→ AVAILABLE DATA
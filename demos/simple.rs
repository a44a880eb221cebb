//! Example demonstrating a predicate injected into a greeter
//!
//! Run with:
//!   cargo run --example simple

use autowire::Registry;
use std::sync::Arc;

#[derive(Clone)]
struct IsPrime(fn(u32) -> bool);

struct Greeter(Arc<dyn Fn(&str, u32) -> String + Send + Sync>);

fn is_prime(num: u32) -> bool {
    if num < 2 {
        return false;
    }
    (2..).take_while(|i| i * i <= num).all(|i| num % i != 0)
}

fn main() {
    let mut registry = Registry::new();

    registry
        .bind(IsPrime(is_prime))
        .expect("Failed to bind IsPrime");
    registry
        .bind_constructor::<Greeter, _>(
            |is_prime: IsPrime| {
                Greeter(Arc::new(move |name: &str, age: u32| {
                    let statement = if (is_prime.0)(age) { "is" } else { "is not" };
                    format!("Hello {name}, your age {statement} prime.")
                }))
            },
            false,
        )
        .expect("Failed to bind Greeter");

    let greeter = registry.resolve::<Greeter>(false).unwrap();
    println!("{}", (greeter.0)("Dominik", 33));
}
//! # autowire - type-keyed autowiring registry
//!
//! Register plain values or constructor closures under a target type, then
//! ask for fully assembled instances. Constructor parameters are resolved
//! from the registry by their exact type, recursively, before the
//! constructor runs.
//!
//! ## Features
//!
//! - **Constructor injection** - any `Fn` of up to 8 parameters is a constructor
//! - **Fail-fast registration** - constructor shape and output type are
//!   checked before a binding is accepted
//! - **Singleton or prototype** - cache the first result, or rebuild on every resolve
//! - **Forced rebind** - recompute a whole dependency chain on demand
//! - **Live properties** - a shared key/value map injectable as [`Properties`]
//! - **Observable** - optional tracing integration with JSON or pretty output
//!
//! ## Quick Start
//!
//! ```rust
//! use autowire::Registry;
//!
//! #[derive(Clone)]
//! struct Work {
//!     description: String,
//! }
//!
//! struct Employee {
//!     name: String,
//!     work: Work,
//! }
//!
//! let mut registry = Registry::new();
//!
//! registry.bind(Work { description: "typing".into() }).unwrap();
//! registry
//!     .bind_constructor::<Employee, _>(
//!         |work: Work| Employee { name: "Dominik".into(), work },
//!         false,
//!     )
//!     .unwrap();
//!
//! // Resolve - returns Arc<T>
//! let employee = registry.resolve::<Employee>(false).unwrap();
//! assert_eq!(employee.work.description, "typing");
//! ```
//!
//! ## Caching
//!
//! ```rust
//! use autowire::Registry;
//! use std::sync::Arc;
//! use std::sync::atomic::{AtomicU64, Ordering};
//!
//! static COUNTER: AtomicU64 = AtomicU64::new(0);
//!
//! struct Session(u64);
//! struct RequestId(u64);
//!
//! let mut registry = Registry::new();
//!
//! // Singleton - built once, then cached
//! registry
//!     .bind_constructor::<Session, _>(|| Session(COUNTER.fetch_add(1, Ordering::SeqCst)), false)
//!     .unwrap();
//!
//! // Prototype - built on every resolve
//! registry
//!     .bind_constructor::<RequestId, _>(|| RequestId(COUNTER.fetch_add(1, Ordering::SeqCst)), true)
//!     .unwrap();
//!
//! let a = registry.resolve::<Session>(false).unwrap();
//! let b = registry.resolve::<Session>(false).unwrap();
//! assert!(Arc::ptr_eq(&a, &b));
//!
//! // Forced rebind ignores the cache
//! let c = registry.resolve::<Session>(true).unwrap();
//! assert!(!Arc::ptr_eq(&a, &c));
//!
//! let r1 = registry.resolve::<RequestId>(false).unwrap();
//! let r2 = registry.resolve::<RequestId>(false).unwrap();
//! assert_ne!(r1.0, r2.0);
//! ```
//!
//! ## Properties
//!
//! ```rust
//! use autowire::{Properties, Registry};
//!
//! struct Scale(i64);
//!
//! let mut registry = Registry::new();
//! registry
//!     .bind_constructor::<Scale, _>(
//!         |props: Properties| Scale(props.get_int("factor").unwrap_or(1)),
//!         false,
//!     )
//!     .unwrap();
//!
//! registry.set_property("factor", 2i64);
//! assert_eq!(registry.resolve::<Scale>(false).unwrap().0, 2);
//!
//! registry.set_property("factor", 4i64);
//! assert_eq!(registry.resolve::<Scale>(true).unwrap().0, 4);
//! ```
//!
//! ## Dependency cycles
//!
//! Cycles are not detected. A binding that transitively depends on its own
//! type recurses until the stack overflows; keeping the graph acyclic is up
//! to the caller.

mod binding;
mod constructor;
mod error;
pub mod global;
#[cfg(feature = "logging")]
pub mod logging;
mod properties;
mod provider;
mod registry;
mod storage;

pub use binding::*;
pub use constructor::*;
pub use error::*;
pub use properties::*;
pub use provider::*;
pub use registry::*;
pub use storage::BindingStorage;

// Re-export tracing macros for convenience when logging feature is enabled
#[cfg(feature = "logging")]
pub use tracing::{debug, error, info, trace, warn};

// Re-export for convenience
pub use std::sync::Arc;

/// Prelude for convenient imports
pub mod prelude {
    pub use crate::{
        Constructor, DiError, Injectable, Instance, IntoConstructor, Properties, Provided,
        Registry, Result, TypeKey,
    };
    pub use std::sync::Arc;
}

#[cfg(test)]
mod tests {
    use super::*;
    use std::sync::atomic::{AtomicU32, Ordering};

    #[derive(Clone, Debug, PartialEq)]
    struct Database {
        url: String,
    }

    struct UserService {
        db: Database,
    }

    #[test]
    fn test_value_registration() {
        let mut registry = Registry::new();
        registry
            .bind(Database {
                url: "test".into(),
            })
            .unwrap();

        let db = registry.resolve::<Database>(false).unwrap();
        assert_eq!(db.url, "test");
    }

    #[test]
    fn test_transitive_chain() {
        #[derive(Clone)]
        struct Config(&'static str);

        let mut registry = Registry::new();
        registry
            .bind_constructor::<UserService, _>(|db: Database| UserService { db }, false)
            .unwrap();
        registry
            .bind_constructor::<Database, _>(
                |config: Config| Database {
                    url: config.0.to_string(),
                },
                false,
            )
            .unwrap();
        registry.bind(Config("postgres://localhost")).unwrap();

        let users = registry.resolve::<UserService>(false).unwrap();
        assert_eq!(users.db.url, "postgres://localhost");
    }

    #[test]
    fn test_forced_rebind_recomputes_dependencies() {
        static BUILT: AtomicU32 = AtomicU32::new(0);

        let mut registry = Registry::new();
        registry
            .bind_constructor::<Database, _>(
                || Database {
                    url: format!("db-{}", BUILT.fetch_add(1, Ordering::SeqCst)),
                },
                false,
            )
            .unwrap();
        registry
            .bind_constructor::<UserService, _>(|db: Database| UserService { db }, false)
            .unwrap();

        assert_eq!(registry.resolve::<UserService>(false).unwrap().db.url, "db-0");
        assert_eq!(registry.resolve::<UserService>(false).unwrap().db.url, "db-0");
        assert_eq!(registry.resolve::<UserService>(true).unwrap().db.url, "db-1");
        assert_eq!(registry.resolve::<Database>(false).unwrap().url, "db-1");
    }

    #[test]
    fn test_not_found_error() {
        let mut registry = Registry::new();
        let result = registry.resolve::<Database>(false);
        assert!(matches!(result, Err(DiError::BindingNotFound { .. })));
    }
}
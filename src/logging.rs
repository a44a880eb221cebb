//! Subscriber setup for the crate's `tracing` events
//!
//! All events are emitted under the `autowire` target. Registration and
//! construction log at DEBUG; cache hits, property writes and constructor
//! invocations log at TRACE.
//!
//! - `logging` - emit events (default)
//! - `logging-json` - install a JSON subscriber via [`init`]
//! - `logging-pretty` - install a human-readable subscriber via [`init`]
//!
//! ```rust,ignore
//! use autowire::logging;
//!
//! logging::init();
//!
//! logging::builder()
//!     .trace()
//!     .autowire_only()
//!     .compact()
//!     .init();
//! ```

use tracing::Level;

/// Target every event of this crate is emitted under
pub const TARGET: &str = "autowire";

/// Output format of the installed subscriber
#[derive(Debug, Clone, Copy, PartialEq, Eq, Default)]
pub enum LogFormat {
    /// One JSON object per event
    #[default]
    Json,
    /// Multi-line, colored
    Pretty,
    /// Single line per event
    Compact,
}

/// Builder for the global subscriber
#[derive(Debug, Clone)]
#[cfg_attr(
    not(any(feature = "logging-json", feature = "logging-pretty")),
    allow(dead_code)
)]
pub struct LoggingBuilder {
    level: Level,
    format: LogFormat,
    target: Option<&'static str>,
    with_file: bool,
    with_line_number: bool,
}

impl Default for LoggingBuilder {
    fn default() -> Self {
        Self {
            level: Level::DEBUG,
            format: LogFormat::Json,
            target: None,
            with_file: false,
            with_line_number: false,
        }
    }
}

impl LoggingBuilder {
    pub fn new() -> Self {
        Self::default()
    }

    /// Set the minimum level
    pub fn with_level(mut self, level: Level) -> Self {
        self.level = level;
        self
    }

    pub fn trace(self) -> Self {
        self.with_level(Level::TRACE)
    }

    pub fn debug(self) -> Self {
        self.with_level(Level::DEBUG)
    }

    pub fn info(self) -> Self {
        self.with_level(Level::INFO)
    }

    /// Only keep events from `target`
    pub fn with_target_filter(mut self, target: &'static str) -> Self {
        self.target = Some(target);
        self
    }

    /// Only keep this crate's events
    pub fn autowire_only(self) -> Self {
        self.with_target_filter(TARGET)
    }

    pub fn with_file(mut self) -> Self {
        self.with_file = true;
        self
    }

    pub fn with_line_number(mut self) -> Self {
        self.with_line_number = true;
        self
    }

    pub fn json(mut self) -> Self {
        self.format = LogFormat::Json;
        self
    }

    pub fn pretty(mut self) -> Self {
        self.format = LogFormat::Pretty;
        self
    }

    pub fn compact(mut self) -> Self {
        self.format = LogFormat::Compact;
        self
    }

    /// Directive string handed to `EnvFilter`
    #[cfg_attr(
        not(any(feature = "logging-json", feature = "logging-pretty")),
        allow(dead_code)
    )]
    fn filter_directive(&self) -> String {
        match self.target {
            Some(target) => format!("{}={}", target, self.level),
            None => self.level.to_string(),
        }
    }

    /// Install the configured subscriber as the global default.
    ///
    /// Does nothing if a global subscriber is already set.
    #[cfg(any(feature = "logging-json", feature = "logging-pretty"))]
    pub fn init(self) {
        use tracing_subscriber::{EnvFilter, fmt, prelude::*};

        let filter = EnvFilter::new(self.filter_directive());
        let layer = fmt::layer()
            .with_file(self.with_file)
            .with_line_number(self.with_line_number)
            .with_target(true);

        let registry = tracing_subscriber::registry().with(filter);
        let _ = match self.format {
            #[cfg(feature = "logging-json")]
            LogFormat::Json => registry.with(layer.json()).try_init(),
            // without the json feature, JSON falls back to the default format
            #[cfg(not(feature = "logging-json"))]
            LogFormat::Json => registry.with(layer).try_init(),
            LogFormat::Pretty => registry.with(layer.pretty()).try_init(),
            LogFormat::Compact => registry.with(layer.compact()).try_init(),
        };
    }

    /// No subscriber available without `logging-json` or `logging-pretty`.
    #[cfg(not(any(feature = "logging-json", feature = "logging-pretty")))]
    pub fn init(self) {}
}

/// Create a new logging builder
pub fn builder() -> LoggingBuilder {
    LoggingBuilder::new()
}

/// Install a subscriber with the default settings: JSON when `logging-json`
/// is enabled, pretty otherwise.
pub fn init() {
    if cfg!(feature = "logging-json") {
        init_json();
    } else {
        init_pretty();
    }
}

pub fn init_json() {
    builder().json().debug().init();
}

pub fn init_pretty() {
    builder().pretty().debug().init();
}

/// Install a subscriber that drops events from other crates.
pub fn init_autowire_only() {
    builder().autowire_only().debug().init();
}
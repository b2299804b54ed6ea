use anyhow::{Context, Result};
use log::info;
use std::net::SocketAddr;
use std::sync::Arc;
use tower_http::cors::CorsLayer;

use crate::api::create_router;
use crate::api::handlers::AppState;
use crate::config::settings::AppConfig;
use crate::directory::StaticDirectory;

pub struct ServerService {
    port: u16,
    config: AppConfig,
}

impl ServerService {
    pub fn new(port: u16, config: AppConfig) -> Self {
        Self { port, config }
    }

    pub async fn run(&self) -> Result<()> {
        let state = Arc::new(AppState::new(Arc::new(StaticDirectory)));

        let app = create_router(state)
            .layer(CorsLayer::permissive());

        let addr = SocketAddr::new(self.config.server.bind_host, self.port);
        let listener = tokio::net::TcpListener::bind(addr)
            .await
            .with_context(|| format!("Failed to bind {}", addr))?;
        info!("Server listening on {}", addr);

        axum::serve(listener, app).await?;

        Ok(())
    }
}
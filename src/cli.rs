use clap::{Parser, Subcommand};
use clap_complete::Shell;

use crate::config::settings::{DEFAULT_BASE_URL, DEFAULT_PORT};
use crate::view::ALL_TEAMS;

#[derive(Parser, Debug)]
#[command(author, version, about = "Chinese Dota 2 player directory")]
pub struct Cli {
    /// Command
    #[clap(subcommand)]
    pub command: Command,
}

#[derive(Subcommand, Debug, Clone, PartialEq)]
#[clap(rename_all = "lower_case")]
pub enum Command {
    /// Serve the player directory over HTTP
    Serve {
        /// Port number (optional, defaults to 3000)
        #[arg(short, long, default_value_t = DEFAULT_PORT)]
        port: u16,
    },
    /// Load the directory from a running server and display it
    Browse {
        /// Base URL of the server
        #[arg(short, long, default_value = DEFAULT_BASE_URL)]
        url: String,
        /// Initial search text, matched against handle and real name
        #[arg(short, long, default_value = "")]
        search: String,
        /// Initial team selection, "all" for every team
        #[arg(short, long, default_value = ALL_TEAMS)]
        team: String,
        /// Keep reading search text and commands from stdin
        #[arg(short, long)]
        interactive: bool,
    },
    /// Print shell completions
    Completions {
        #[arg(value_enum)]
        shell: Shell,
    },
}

→ WORK REQUIRED
Could you repeat exactly the lines above from the line with "rebuild on every resolve" up to and including the line with "- **Live properties**", and only those?

→ RESPONSE TO THE TASK
//! - **Singleton or prototype** - cache the first result, or rebuild on every resolve
//! - **Forced rebind** - recompute a whole dependency chain on demand
//! - **Live properties** - a shared key/value map injectable as [`Properties`]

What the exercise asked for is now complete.